(Source material begins)
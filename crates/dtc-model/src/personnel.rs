use std::collections::{BTreeMap, BTreeSet};

use serde::{Deserialize, Serialize};

/// Position shown for a person whose record carries no job title at all.
pub const NO_POSITION_PLACEHOLDER: &str = "بدون سمت";

/// One personnel row of the unified roster.
///
/// Several records may share a `personnel_code`: the roster carries one row per
/// passed course, and dual-dealer splitting may duplicate a row across companies.
#[derive(Debug, Clone, PartialEq, Eq, Serialize, Deserialize)]
pub struct PersonnelRecord {
    pub personnel_code: String,
    pub full_name: String,
    pub dealer_name: String,
    pub company: String,
    /// Main job title; may hold several joiner-delimited segments.
    pub main_position: String,
    pub alternate_positions: Vec<String>,
    pub passed_courses: BTreeSet<String>,
    /// Columns the analysis does not interpret, keyed by header.
    pub extra: BTreeMap<String, String>,
}

impl PersonnelRecord {
    pub fn new(
        personnel_code: impl Into<String>,
        full_name: impl Into<String>,
        dealer_name: impl Into<String>,
        company: impl Into<String>,
    ) -> Self {
        Self {
            personnel_code: personnel_code.into(),
            full_name: full_name.into(),
            dealer_name: dealer_name.into(),
            company: company.into(),
            main_position: String::new(),
            alternate_positions: Vec::new(),
            passed_courses: BTreeSet::new(),
            extra: BTreeMap::new(),
        }
    }

    pub fn with_main_position(mut self, position: impl Into<String>) -> Self {
        self.main_position = position.into();
        self
    }

    pub fn with_alternate_positions<I, S>(mut self, positions: I) -> Self
    where
        I: IntoIterator<Item = S>,
        S: Into<String>,
    {
        self.alternate_positions = positions.into_iter().map(Into::into).collect();
        self
    }

    pub fn with_passed_course(mut self, course: impl Into<String>) -> Self {
        self.passed_courses.insert(course.into());
        self
    }

    /// Every position the person holds: the main title first, then alternates.
    ///
    /// Blank entries are skipped; duplicates are kept in first-seen order once.
    pub fn positions(&self) -> Vec<&str> {
        let mut positions: Vec<&str> = Vec::new();
        let main = self.main_position.trim();
        if !main.is_empty() {
            positions.push(main);
        }
        for alternate in &self.alternate_positions {
            let alternate = alternate.trim();
            if !alternate.is_empty() && !positions.contains(&alternate) {
                positions.push(alternate);
            }
        }
        positions
    }

    /// Main and alternate position text joined for keyword inspection.
    pub fn combined_position_text(&self) -> String {
        let mut text = self.main_position.clone();
        for alternate in &self.alternate_positions {
            text.push(' ');
            text.push_str(alternate);
        }
        text
    }
}

#[cfg(test)]
mod tests {
    use super::*;

    #[test]
    fn positions_skip_blanks_and_duplicates() {
        let record = PersonnelRecord::new("1", "a", "d", "c")
            .with_main_position(" مکانیک ")
            .with_alternate_positions(["", "مکانیک", "پذیرش"]);
        assert_eq!(record.positions(), vec!["مکانیک", "پذیرش"]);
    }

    #[test]
    fn positions_empty_without_titles() {
        let record = PersonnelRecord::new("1", "a", "d", "c");
        assert!(record.positions().is_empty());
    }
}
(Source material ends)
▸ **Task prompt**: Report each line of the entries where the word "impl" occurs.

▸ **Response area**:
impl PersonnelRecord {
        personnel_code: impl Into<String>,
        full_name: impl Into<String>,
        dealer_name: impl Into<String>,
        company: impl Into<String>,
    pub fn with_main_position(mut self, position: impl Into<String>) -> Self {
    pub fn with_passed_course(mut self, course: impl Into<String>) -> Self {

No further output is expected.